Depuis la loi du 22 avril 2024, les périodes de maladie ou d’accident non professionnels ouvrent droit à congés payés, à raison de 2 jours ouvrables par mois, dans la limite de 24 jours ouvrables par période de référence. Cette règle s’applique de manière rétroactive aux absences survenues depuis le 1er décembre 2009, sous réserve des décisions de justice définitives et des accords collectifs plus favorables.
Un arrêt récent de la Cour de cassation, rendu le 21 janvier 2026, vient préciser les modalités concrètes d’application de ce plafond, notamment en présence de congés reportés.
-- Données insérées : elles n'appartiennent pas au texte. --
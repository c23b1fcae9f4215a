use std::collections::HashSet;
use std::time::Duration;

use serde::{Deserialize, Serialize};

use crate::domain::search_result::SearchResult;

const GEOCODE_URL: &str = "https://maps.googleapis.com/maps/api/geocode/json";
const PLACES_SEARCH_URL: &str = "https://places.googleapis.com/v1/places:searchText";
const PLACE_DETAILS_URL: &str = "https://places.googleapis.com/v1/places/";
const REQUEST_TIMEOUT: Duration = Duration::from_secs(20);
const METERS_PER_MILE: f64 = 1609.34;

/// Client for the Google Places API (Text Search + Details) with the
/// Geocoding API for location biasing.
pub struct GooglePlacesClient {
    client: reqwest::Client,
    api_key: String,
}

#[derive(Debug, Clone, Deserialize)]
#[serde(rename_all = "camelCase")]
pub struct Place {
    #[serde(default)]
    pub id: String,
    pub display_name: Option<DisplayName>,
    #[serde(default)]
    pub formatted_address: String,
}

#[derive(Debug, Clone, Deserialize)]
pub struct DisplayName {
    #[serde(default)]
    pub text: String,
}

#[derive(Debug, Default, Deserialize)]
#[serde(rename_all = "camelCase")]
pub struct TextSearchResponse {
    #[serde(default)]
    pub places: Vec<Place>,
    pub next_page_token: Option<String>,
}

#[derive(Debug, Default, Deserialize)]
#[serde(rename_all = "camelCase")]
pub struct PlaceDetails {
    pub website_uri: Option<String>,
    pub international_phone_number: Option<String>,
}

#[derive(Debug, Default, Serialize)]
pub struct PlacesStats {
    pub locations_total: usize,
    pub locations_geocoded: usize,
}

#[derive(Serialize)]
#[serde(rename_all = "camelCase")]
struct TextSearchPayload<'a> {
    text_query: &'a str,
    max_result_count: u32,
    #[serde(skip_serializing_if = "Option::is_none")]
    location_bias: Option<LocationBias>,
    #[serde(skip_serializing_if = "Option::is_none")]
    page_token: Option<&'a str>,
}

#[derive(Serialize)]
struct LocationBias {
    circle: Circle,
}

#[derive(Serialize)]
struct Circle {
    center: LatLng,
    radius: f64,
}

#[derive(Serialize)]
struct LatLng {
    latitude: f64,
    longitude: f64,
}

impl GooglePlacesClient {
    pub fn new(api_key: String) -> Self {
        let client = reqwest::Client::builder()
            .timeout(REQUEST_TIMEOUT)
            .build()
            .expect("Failed to build reqwest client");

        GooglePlacesClient { client, api_key }
    }

    pub async fn geocode(&self, location: &str) -> Option<(f64, f64)> {
        if location.is_empty() {
            return None;
        }

        #[derive(Deserialize)]
        struct GeocodeResponse {
            #[serde(default)]
            results: Vec<GeocodeResult>,
        }
        #[derive(Deserialize)]
        struct GeocodeResult {
            geometry: Geometry,
        }
        #[derive(Deserialize)]
        struct Geometry {
            location: GeocodeLocation,
        }
        #[derive(Deserialize)]
        struct GeocodeLocation {
            lat: f64,
            lng: f64,
        }

        let response = self
            .client
            .get(GEOCODE_URL)
            .query(&[("address", location), ("key", &self.api_key)])
            .send()
            .await;

        match response {
            Ok(response) => match response.json::<GeocodeResponse>().await {
                Ok(data) => data
                    .results
                    .first()
                    .map(|r| (r.geometry.location.lat, r.geometry.location.lng)),
                Err(e) => {
                    log::error!("Failed to parse geocode response for {}: {:?}", location, e);
                    None
                }
            },
            Err(e) => {
                log::error!("Geocode request failed for {}: {:?}", location, e);
                None
            }
        }
    }

    pub async fn text_search(
        &self,
        query: &str,
        location: Option<(f64, f64)>,
        radius_meters: f64,
        page_token: Option<&str>,
        max_results: u32,
    ) -> TextSearchResponse {
        let payload = TextSearchPayload {
            text_query: query,
            max_result_count: max_results,
            location_bias: location.map(|(lat, lng)| LocationBias {
                circle: Circle {
                    center: LatLng {
                        latitude: lat,
                        longitude: lng,
                    },
                    radius: radius_meters,
                },
            }),
            page_token,
        };

        let response = self
            .client
            .post(PLACES_SEARCH_URL)
            .header("X-Goog-Api-Key", &self.api_key)
            .header(
                "X-Goog-FieldMask",
                "places.id,places.displayName,places.formattedAddress,nextPageToken",
            )
            .json(&payload)
            .send()
            .await;

        match response {
            Ok(response) => response.json::<TextSearchResponse>().await.unwrap_or_else(|e| {
                log::error!("Failed to parse places response: {:?}", e);
                TextSearchResponse::default()
            }),
            Err(e) => {
                log::error!("Places text search failed: {:?}", e);
                TextSearchResponse::default()
            }
        }
    }

    pub async fn place_details(&self, place_id: &str) -> PlaceDetails {
        let response = self
            .client
            .get(format!("{}{}", PLACE_DETAILS_URL, place_id))
            .header("X-Goog-Api-Key", &self.api_key)
            .header(
                "X-Goog-FieldMask",
                "id,displayName,formattedAddress,websiteUri,internationalPhoneNumber",
            )
            .send()
            .await;

        match response {
            Ok(response) => response.json::<PlaceDetails>().await.unwrap_or_else(|e| {
                log::error!("Failed to parse place details for {}: {:?}", place_id, e);
                PlaceDetails::default()
            }),
            Err(e) => {
                log::error!("Place details request failed for {}: {:?}", place_id, e);
                PlaceDetails::default()
            }
        }
    }

    /// Geocode each location and page through text search around it,
    /// deduplicating by place id, until `max_results` places are
    /// collected. Sequential, with a fixed delay before each token fetch.
    pub async fn search_locations(
        &self,
        base_query: &str,
        locations: &[String],
        max_results: usize,
        radius_miles: f64,
        delay: Duration,
    ) -> (Vec<Place>, PlacesStats) {
        let mut results: Vec<Place> = vec![];
        let mut seen_place_ids = HashSet::new();
        let radius_meters = radius_miles * METERS_PER_MILE;

        let mut stats = PlacesStats {
            locations_total: locations.len(),
            locations_geocoded: 0,
        };

        for location in locations {
            let Some(coords) = self.geocode(location).await else {
                continue;
            };
            stats.locations_geocoded += 1;

            let query = format!("{} in {}", base_query, location);
            let mut page_token: Option<String> = None;

            while results.len() < max_results {
                let remaining = (max_results - results.len()).min(20) as u32;
                let data = self
                    .text_search(
                        &query,
                        Some(coords),
                        radius_meters,
                        page_token.as_deref(),
                        remaining,
                    )
                    .await;

                for place in data.places {
                    if place.id.is_empty() || !seen_place_ids.insert(place.id.clone()) {
                        continue;
                    }
                    results.push(place);
                    if results.len() >= max_results {
                        break;
                    }
                }

                page_token = data.next_page_token;
                if page_token.is_none() || results.len() >= max_results {
                    break;
                }
                tokio::time::sleep(delay).await;
            }

            if results.len() >= max_results {
                break;
            }
        }

        (results, stats)
    }
}

/// Tight Places query for a template; the keyword lists are tuned for
/// social text, not business directories.
pub fn places_query_for_template(template_name: &str) -> String {
    match template_name {
        "realtors" => "realtor".to_string(),
        "contractors" => "contractor".to_string(),
        "investors" => "real estate investor".to_string(),
        other => other.replace('_', " "),
    }
}

/// Shape a place into the common result form the rest of the pipeline
/// understands. The maps link doubles as the dedup identity.
pub fn normalize_place(place: &Place) -> SearchResult {
    let maps_url = if place.id.is_empty() {
        String::new()
    } else {
        format!("https://www.google.com/maps/place/?q=place_id:{}", place.id)
    };

    SearchResult {
        title: place
            .display_name
            .as_ref()
            .map(|n| n.text.clone())
            .unwrap_or_default(),
        link: maps_url,
        snippet: place.formatted_address.clone(),
        display_link: "google.com".to_string(),
    }
}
I. Les congés reportés ne réduisent pas le plafond des 24 jours
La Cour de cassation rappelle que le plafond de 24 jours ouvrables s’apprécie uniquement au regard des congés acquis pendant la période de référence concernée.
Les congés acquis lors de périodes antérieures et reportés faute d’avoir pu être pris ne doivent pas être déduits.
Ainsi, même si un salarié bénéficie déjà de congés reportés, ceux-ci ne viennent pas diminuer le nombre maximal de jours pouvant être acquis pendant une période d’arrêt maladie.
Cette précision est particulièrement importante dans les situations de maladie longue, où plusieurs périodes de référence peuvent se succéder.
II. Le plafond de 24 jours s’apprécie période par période
La Cour rappelle également que le respect du plafond de 24 jours doit être vérifié séparément pour chaque période de référence.
Il n’est donc pas possible de procéder à un calcul global sur plusieurs années ou plusieurs périodes.
Concrètement, pour chaque année d’acquisition, il faut vérifier si le salarié a déjà atteint ou non le plafond de 24 jours ouvrables.
En conclusion :
- Les congés reportés ne sont pas pris en compte dans le calcul du plafond de 24 jours ouvrables.
- Le plafond doit être apprécié pour chaque période de référence prise isolément, et non globalement.